Avec La Morsure des Dieux, cinq mois seulement après la sortie en salles du problématique La Chute des hommes (et au rythme régulier d’un film par an depuis plusieurs années), Cheyenne Carron continue de décliner son rapport à la foi tout du long d’une filmographie aussi modeste que singulière. Si la naïveté avec laquelle la jeune réalisatrice restitue certains contextes n’est pas sans susciter parfois un vrai malaise (notamment lorsqu’elle traite du djihadisme par le prisme de ses croyances ou bien lorsqu’elle met en opposition de manière assez simpliste christianisme et islam), force est de lui reconnaître une obstination qui se traduit par un engagement véritable dans chacun des films qu’elle auto-produit pour moins de 100 000 euros à chaque fois.

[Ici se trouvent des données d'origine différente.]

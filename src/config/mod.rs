use serde::de::Error;
use serde::{Deserialize, Deserializer, Serialize};

use std::fs::File;
use std::io::BufReader;
use std::path::Path;

use crate::iop::constants;
use crate::sensor::Sensor;

pub mod error;
pub use error::ConfigError;

pub mod correction;
pub use correction::CorrectionMode;

pub mod dataset;
pub use dataset::{DatasetId, DatasetKey};

/// Closed wavelength interval `[min, max]` in nm.
#[derive(Debug, Clone, Copy, PartialEq, Serialize, Deserialize)]
#[serde(from = "[f64; 2]", into = "[f64; 2]")]
pub struct Window {
    pub min: f64,
    pub max: f64,
}

impl Window {
    pub const fn new(min: f64, max: f64) -> Self {
        Self { min, max }
    }

    pub fn contains(&self, wavelength: f64) -> bool {
        (self.min..=self.max).contains(&wavelength)
    }

    fn validate(&self, name: &'static str, sensor: Sensor) -> Result<(), ConfigError> {
        if !(self.min.is_finite() && self.max.is_finite() && self.min < self.max) {
            return Err(ConfigError::Window {
                name,
                min: self.min,
                max: self.max,
            });
        }

        let (lo, hi) = sensor.spectral_range();
        if self.min < lo || self.max > hi {
            return Err(ConfigError::WindowOutOfRange {
                name,
                min: self.min,
                max: self.max,
                sensor: sensor.to_string(),
                lo,
                hi,
            });
        }

        if !sensor.covers_window(self.min, self.max) {
            return Err(ConfigError::EmptyWindow {
                name,
                min: self.min,
                max: self.max,
                sensor: sensor.to_string(),
                closest: sensor.closest_band(0.5 * (self.min + self.max)),
            });
        }

        Ok(())
    }
}

impl From<[f64; 2]> for Window {
    fn from([min, max]: [f64; 2]) -> Self {
        Window::new(min, max)
    }
}

impl From<Window> for [f64; 2] {
    fn from(window: Window) -> Self {
        [window.min, window.max]
    }
}

/// Validated knobs of one inversion.
///
/// Instances only exist in a valid state: every constructor (builder, JSON,
/// `Default`) runs the same checks, so the inversion path never re-validates.
#[derive(Debug, Clone, PartialEq)]
pub struct ParameterConfiguration {
    dataset: DatasetKey,
    sensor: Sensor,
    absorption_window: Window,
    backscatter_window: Window,
    correction: CorrectionMode,
}

impl Default for ParameterConfiguration {
    fn default() -> Self {
        Self {
            dataset: DatasetKey::loisel23(constants::DEFAULT_L23_X, constants::DEFAULT_L23_Y),
            sensor: Sensor::default(),
            absorption_window: constants::DEFAULT_ABSORPTION_WINDOW,
            backscatter_window: constants::DEFAULT_BACKSCATTER_WINDOW,
            correction: CorrectionMode::default(),
        }
    }
}

// Deserializes a configuration from its JSON surface, filling defaults for
// missing fields and running the same validation as the builder.
impl<'de> Deserialize<'de> for ParameterConfiguration {
    fn deserialize<D>(deserializer: D) -> Result<Self, D::Error>
    where
        D: Deserializer<'de>,
    {
        #[derive(Deserialize)]
        #[serde(deny_unknown_fields)]
        struct ConfigHelper {
            dataset: Option<String>,
            x: Option<u32>,
            y: Option<u32>,
            sensor: Option<Sensor>,
            absorption_window: Option<Window>,
            backscatter_window: Option<Window>,
            correction: Option<String>,
        }

        let helper = ConfigHelper::deserialize(deserializer)?;

        let mut builder = ParameterConfiguration::builder();
        if let Some(dataset) = helper.dataset {
            builder = builder.dataset(dataset);
        }
        if let Some(x) = helper.x {
            builder = builder.x(x);
        }
        if let Some(y) = helper.y {
            builder = builder.y(y);
        }
        if let Some(sensor) = helper.sensor {
            builder = builder.sensor(sensor);
        }
        if let Some(window) = helper.absorption_window {
            builder = builder.absorption_window(window.min, window.max);
        }
        if let Some(window) = helper.backscatter_window {
            builder = builder.backscatter_window(window.min, window.max);
        }
        if let Some(correction) = helper.correction {
            builder = builder.correction(correction);
        }

        builder.build().map_err(D::Error::custom)
    }
}

impl ParameterConfiguration {
    pub fn builder() -> ParameterConfigurationBuilder {
        ParameterConfigurationBuilder::default()
    }

    pub fn from_file<P: AsRef<Path>>(path: P) -> Result<ParameterConfiguration, ConfigError> {
        let file = File::open(path)?;
        let reader = BufReader::new(file);

        let config: ParameterConfiguration = serde_json::from_reader(reader)?;

        Ok(config)
    }

    pub fn dataset(&self) -> &DatasetKey {
        &self.dataset
    }

    pub fn sensor(&self) -> Sensor {
        self.sensor
    }

    pub fn absorption_window(&self) -> Window {
        self.absorption_window
    }

    pub fn backscatter_window(&self) -> Window {
        self.backscatter_window
    }

    pub fn correction(&self) -> CorrectionMode {
        self.correction
    }
}

/// Collects raw options; nothing is checked until [`build`](Self::build).
#[derive(Debug, Clone)]
pub struct ParameterConfigurationBuilder {
    dataset: String,
    x: u32,
    y: u32,
    sensor: Sensor,
    absorption_window: Window,
    backscatter_window: Window,
    correction: String,
}

impl Default for ParameterConfigurationBuilder {
    fn default() -> Self {
        Self {
            dataset: DatasetId::Loisel23.to_string(),
            x: constants::DEFAULT_L23_X,
            y: constants::DEFAULT_L23_Y,
            sensor: Sensor::default(),
            absorption_window: constants::DEFAULT_ABSORPTION_WINDOW,
            backscatter_window: constants::DEFAULT_BACKSCATTER_WINDOW,
            correction: CorrectionMode::default().to_string(),
        }
    }
}

impl ParameterConfigurationBuilder {
    pub fn dataset(mut self, dataset: impl Into<String>) -> Self {
        self.dataset = dataset.into();
        self
    }

    pub fn x(mut self, x: u32) -> Self {
        self.x = x;
        self
    }

    pub fn y(mut self, y: u32) -> Self {
        self.y = y;
        self
    }

    pub fn sensor(mut self, sensor: Sensor) -> Self {
        self.sensor = sensor;
        self
    }

    pub fn absorption_window(mut self, min: f64, max: f64) -> Self {
        self.absorption_window = Window::new(min, max);
        self
    }

    pub fn backscatter_window(mut self, min: f64, max: f64) -> Self {
        self.backscatter_window = Window::new(min, max);
        self
    }

    pub fn correction(mut self, correction: impl Into<String>) -> Self {
        self.correction = correction.into();
        self
    }

    pub fn build(self) -> Result<ParameterConfiguration, ConfigError> {
        let correction: CorrectionMode = self.correction.parse()?;
        let dataset: DatasetId = self.dataset.parse()?;

        self.absorption_window.validate("absorption", self.sensor)?;
        self.backscatter_window.validate("backscatter", self.sensor)?;

        Ok(ParameterConfiguration {
            dataset: DatasetKey::new(dataset, self.x, self.y),
            sensor: self.sensor,
            absorption_window: self.absorption_window,
            backscatter_window: self.backscatter_window,
            correction,
        })
    }
}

Avec ce nouveau projet au titre évocateur, Cheyenne Carron semble pourtant prendre ses distances avec un prosélytisme mal dégrossi et parvient à décentrer son propos vers quelque chose de moins schématique. Ici, elle s’attache à faire honneur à un territoire et à un corps de métier voué à disparaître : la paysannerie dans le fin fond du Pays basque. Sébastien, jeune homme fougueux, y a hérité de sa famille une ferme qu’il entend maintenir à flots malgré les crédits impossibles à rembourser et une production difficile à valoriser. Célibataire et un peu isolé, il peut néanmoins compter sur toute une communauté de voisins agriculteurs, eux aussi pris à la gorge par les centrales d’achat qui tirent les prix de vente vers le bas. Alors qu’il cherche en vain à fonder un foyer avec une femme attachée comme lui à sa région natale, il rencontre par hasard Juliette, jeune catholique résolument optimiste qui va accepter de le soutenir dans une multitude d’épreuves. Cette rencontre marquera l’unique occasion pour la réalisatrice de disserter sur les convictions religieuses des uns et des autres : aux croyances dogmatiques de Juliette s’oppose la fierté païenne de Sébastien prêt à en découdre pour la convaincre de l’imposture du discours auquel elle croit.
Les petits détails
On retrouve dans ces passages les limites du volontarisme appuyé dont Cheyenne Carron peut faire preuve. Si elle donne une chance à Sébastien de défendre son point de vue, son caractère impétueux, son rejet d’un système, ce qui se traduit chez lui par une absence totale de générosité et de sens de l’altérité, la réalisatrice en fait néanmoins un personnage incomplet, fragilisé par une colère qu’il canalise mal, et que sa rencontre avec Juliette — indissociable de ce discours sur l’amour et le don de soi que le Christ lui a inspiré — parviendra à rééquilibrer. Mais passé cette approche schématique qui surcharge le récit à plusieurs reprises, on retrouve dans La Morsure des Dieux ce qui pouvait déjà faire l’intérêt du fragile Patries (mais sans ses défauts insurmontables) : une vraie capacité, notamment, à se saisir du territoire où se place l’action. Ici, Cheyenne Carron ne se contente pas de capter la joliesse d’un paysagé noyé de soleil, elle en fait un défi géographique où la circulation (des travailleurs de la terre, de la récolte, de l’argent) devient un enjeu majeur. Elle parvient également à en restituer la beauté âpre, à faire de cet environnement un personnage à part entière que Sébastien aime et contre lequel il se bat pour assurer sa survie et honorer la mémoire de sa famille. Bien que limitée dans ses moyens, la mise en scène et le montage savent alterner avec une belle fluidité les plans serrés et les plans larges, instaurant un vrai dialogue entre le personnage principal et cette terre à laquelle il est viscéralement attaché. Si la direction d’acteurs est parfois inégale, la réalisatrice aurait néanmoins pu tomber dans des travers bien plus rédhibitoires : si les confrontations avec le banquier, le directeur de la centrale d’achat ou les autres agriculteurs sentent parfois la démonstration de force, il y a chez elle un souci d’authenticité et une liberté dans sa capacité à se saisir d’un détail qui permet malgré tout à chaque situation de s’incarner. Le regard que Cheyenne Caron pose sur son sujet paraît plus calme et moins étroit que dans ses précédentes productions. Espérons que ce soit ici le signe d’un renouveau.